1) To enforce payment of the balance of P 1,032,450.02 on
a promissory note executed by respondent Sima Wei on June 1983
2) To enforce payment of 2 checks executed by Sima Wei,
payable to petitioner, and drawn against the China Banking Corporation, to pay
the balance due on the promissory note.
ISSUE:
Whether petitioner Bank has a cause of action against any or all of the defendants, in the alternative or otherwise.HELD:
Yes. Notwithstanding the reason below, Drawer Sima Wei is not freed from her liability to the respondent Bank.Courts have long recognized the business custom of using printed checks where blanks are provided for the date of issuance, the name of the payee, the amount payable and the drawer's signature. All the drawer has to do when he wishes to issue a check is to properly fill up the blanks and sign it. However, the mere fact that he has done these does not give rise to any liability on his part, until and unless the check is delivered to the payee or his representative and for the payee to acquire interest thereto. A negotiable instrument, of which a check is, is not only a written evidence of a contract right but is also a species of property. Just as a deed to a piece of land must be delivered in order to convey title to the grantee, so must a negotiable instrument be delivered to the payee in order to evidence its existence as a binding contract. and even granting, the delivery of checks in payment of an obligation does not constitute payment unless they are cashed or their value is impaired through the fault of the creditor, none of these exceptions were alleged by respondents Sima Wei therefore petitioner bank has caused of action.
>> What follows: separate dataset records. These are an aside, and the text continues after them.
//! Leaderboard web server.
//!
//! | Route | Description |
//! |-------|-------------|
//! | `GET /` | Redirect to the platform's OAuth consent page |
//! | `GET /exchange_token` | OAuth callback: fetch, aggregate, submit, show personal page |
//! | `GET /leaderboard` | Shared leaderboard, all targets |
//! | `GET /leaderboard/:target_id` | Shared leaderboard, one target |
//! | `GET /api/leaderboard` | Shared leaderboard as JSON |

use std::env;
use std::fmt::Display;
use std::path::PathBuf;
use std::str::FromStr;
use std::sync::Arc;

use axum::{
    extract::{Path, Query, State},
    http::StatusCode,
    response::{Html, IntoResponse, Redirect, Response},
    routing::get,
    Json, Router,
};
use log::{info, warn};
use reqwest::Client;
use serde::Deserialize;
use thiserror::Error;
use tokio::net::TcpListener;

use crate::aggregate::aggregate;
use crate::config::LeaderboardConfig;
use crate::error::{AuthError, ConfigError, FetchError};
use crate::http::{build_client, OAuthApp, StravaClient};
use crate::matcher::TargetKind;
use crate::models::resolve_display_name;
use crate::rank::{effort_history, Leaderboard};
use crate::render::{render_athlete_page, render_board, render_error_page, render_leaderboard_page};
use crate::store::LeaderboardStore;

// =============================================================================
// Configuration
// =============================================================================

/// Process configuration read from the environment.
#[derive(Debug, Clone, PartialEq)]
pub struct ServerConfig {
    pub client_id: String,
    pub client_secret: String,
    pub callback_url: String,
    pub port: u16,
    /// JSON file with targets and limits; defaults apply when unset
    pub leaderboard_config: Option<PathBuf>,
}

impl ServerConfig {
    pub fn from_env() -> Result<Self, ConfigError> {
        Self::from_lookup(|key| env::var(key).ok())
    }

    pub fn from_lookup(lookup: impl Fn(&str) -> Option<String>) -> Result<Self, ConfigError> {
        let port = try_load(&lookup, "PORT", 8080)?;
        Ok(Self {
            client_id: required(&lookup, "CLIENT_ID")?,
            client_secret: required(&lookup, "CLIENT_SECRET")?,
            callback_url: lookup("CALLBACK_URL")
                .unwrap_or_else(|| format!("http://localhost:{}/exchange_token", port)),
            port,
            leaderboard_config: lookup("LEADERBOARD_CONFIG").map(PathBuf::from),
        })
    }
}

fn required(lookup: &impl Fn(&str) -> Option<String>, key: &'static str) -> Result<String, ConfigError> {
    lookup(key)
        .filter(|v| !v.trim().is_empty())
        .ok_or(ConfigError::MissingVar(key))
}

fn try_load<T: FromStr>(
    lookup: &impl Fn(&str) -> Option<String>,
    key: &'static str,
    default: T,
) -> Result<T, ConfigError>
where
    T::Err: Display,
{
    match lookup(key) {
        Some(raw) => raw.trim().parse().map_err(|e: T::Err| ConfigError::InvalidVar {
            key,
            reason: e.to_string(),
        }),
        None => {
            info!("{key} not set, using default");
            Ok(default)
        }
    }
}

// =============================================================================
// Errors
// =============================================================================

#[derive(Error, Debug)]
pub enum AppError {
    #[error(transparent)]
    Auth(#[from] AuthError),

    #[error("Unknown target {0}")]
    UnknownTarget(String),

    #[error("Internal error: {0}")]
    Internal(#[from] FetchError),
}

impl IntoResponse for AppError {
    fn into_response(self) -> Response {
        let (status, title) = match self {
            AppError::Auth { .. } => (StatusCode::UNAUTHORIZED, "Authentication failed"),
            AppError::UnknownTarget { .. } => (StatusCode::NOT_FOUND, "Not found"),
            AppError::Internal { .. } => (StatusCode::INTERNAL_SERVER_ERROR, "Something went wrong"),
        };

        warn!("[Server] {}: {}", title, self);
        (status, Html(render_error_page(title, &self.to_string()))).into_response()
    }
}

// =============================================================================
// State & handlers
// =============================================================================

pub struct AppState {
    pub config: LeaderboardConfig,
    pub oauth: OAuthApp,
    pub http: Client,
    pub store: LeaderboardStore,
}

impl AppState {
    pub fn new(server: &ServerConfig, config: LeaderboardConfig) -> Result<Arc<Self>, FetchError> {
        let http = build_client(&config.fetch)?;
        let oauth = OAuthApp::new(&server.client_id, &server.client_secret, &server.callback_url);
        let store = LeaderboardStore::new(config.targets.clone());

        Ok(Arc::new(Self { config, oauth, http, store }))
    }
}

#[derive(Debug, Deserialize)]
pub struct CallbackParams {
    code: Option<String>,
    error: Option<String>,
}

async fn authorize_handler(State(state): State<Arc<AppState>>) -> Redirect {
    Redirect::to(&state.oauth.authorize_url())
}

async fn exchange_token_handler(
    State(state): State<Arc<AppState>>,
    Query(params): Query<CallbackParams>,
) -> Result<Html<String>, AppError> {
    if let Some(error) = params.error {
        return Err(AuthError::Denied(error).into());
    }
    let code = params.code.ok_or(AuthError::MissingCode)?;

    let grant = state.oauth.exchange_code(&state.http, &code).await?;
    let config = &state.config;

    let client = StravaClient::with_client(state.http.clone(), &grant.access_token, config.fetch.clone());
    let activities = client
        .fetch_for_leaderboard(&grant.athlete, config)
        .await
        .map_err(|e| match e {
            FetchError::Status(status @ (401 | 403)) => AuthError::TokenRefused(status),
            other => AuthError::Fetch(other),
        })?;

    let tallies = aggregate(&activities, &config.targets, &config.aliases);
    let personal = Leaderboard::from_tallies(&tallies, config.top_n);
    let athlete_name = resolve_display_name(&grant.athlete, &config.aliases);

    let histories: Vec<(String, Vec<_>)> = config
        .targets
        .iter()
        .filter_map(|t| match t.kind {
            TargetKind::Segment { segment_id } => Some((
                t.name.clone(),
                effort_history(&activities, segment_id, config.history_limit),
            )),
            TargetKind::Point { .. } => None,
        })
        .collect();

    state.store.submit(grant.athlete.id, &athlete_name, tallies).await;

    Ok(Html(render_athlete_page(&athlete_name, &personal, &histories)))
}

async fn leaderboard_handler(State(state): State<Arc<AppState>>) -> Html<String> {
    let leaderboard = state.store.leaderboard(state.config.top_n).await;
    Html(render_leaderboard_page(&leaderboard))
}

async fn target_leaderboard_handler(
    State(state): State<Arc<AppState>>,
    Path(target_id): Path<String>,
) -> Result<Html<String>, AppError> {
    let leaderboard = state.store.leaderboard(state.config.top_n).await;
    let board = leaderboard
        .board(&target_id)
        .ok_or(AppError::UnknownTarget(target_id.clone()))?;
    Ok(Html(render_board(board)))
}

async fn leaderboard_json_handler(State(state): State<Arc<AppState>>) -> Json<Leaderboard> {
    Json(state.store.leaderboard(state.config.top_n).await)
}

pub fn router(state: Arc<AppState>) -> Router {
    Router::new()
        .route("/", get(authorize_handler))
        .route("/exchange_token", get(exchange_token_handler))
        .route("/leaderboard", get(leaderboard_handler))
        .route("/leaderboard/:target_id", get(target_leaderboard_handler))
        .route("/api/leaderboard", get(leaderboard_json_handler))
        .with_state(state)
}

/// Bind and serve until Ctrl+C / SIGTERM.
pub async fn serve(server: ServerConfig, config: LeaderboardConfig) -> std::io::Result<()> {
    let state = AppState::new(&server, config)
        .map_err(|e| std::io::Error::new(std::io::ErrorKind::Other, e.to_string()))?;
    let app = router(state);

    let address = format!("0.0.0.0:{}", server.port);
    let listener = TcpListener::bind(&address).await?;
    info!("Server running on {address}");

    axum::serve(listener, app)
        .with_graceful_shutdown(shutdown_signal())
        .await
}

async fn shutdown_signal() {
    let ctrl_c = async {
        if let Err(e) = tokio::signal::ctrl_c().await {
            warn!("Failed to install Ctrl+C handler: {e}");
            std::future::pending::<()>().await;
        }
        info!("Received Ctrl+C, shutting down");
    };

    #[cfg(unix)]
    let terminate = async {
        use tokio::signal::unix::{signal, SignalKind};
        match signal(SignalKind::terminate()) {
            Ok(mut sig) => {
                sig.recv().await;
                info!("Received terminate signal, shutting down");
            }
            Err(e) => {
                warn!("Failed to install signal handler: {e}");
                std::future::pending::<()>().await;
            }
        }
    };

    #[cfg(not(unix))]
    let terminate = std::future::pending::<()>();

    tokio::select! {
        _ = ctrl_c => {},
        _ = terminate => {},
    }
}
A cause of action is defined as an act or omission of one party in violation of the legal right or rights of another. The essential elements are:
1) Legal right of the plaintiff,
2) Correlative obligation of the defendant, and
3) An act or omission of the defendant in violation of
said legal right.
However, insofar as the other respondents are concerned, petitioner Bank has no privity with them, Since the petitioner Bank never received the checks on which it based its action against said respondents, it never owned the checks nor did acquire any interest therein. It had no right or interest in the checks which could have been violated by said respondents.. petitioner Bank has therefore no cause of action against said respondents, in the alternative or otherwise.
Note.—A check whether a manager's check or ordinary check is not a legal tender and an offer of a check in payment of a debt is not a valid tender of payment and may be refused receipt by the obligee or creditor (Roman Catholic Bishop of Malolos lnc. vs. Intermediate Appellate Court, 191 SCRA 411).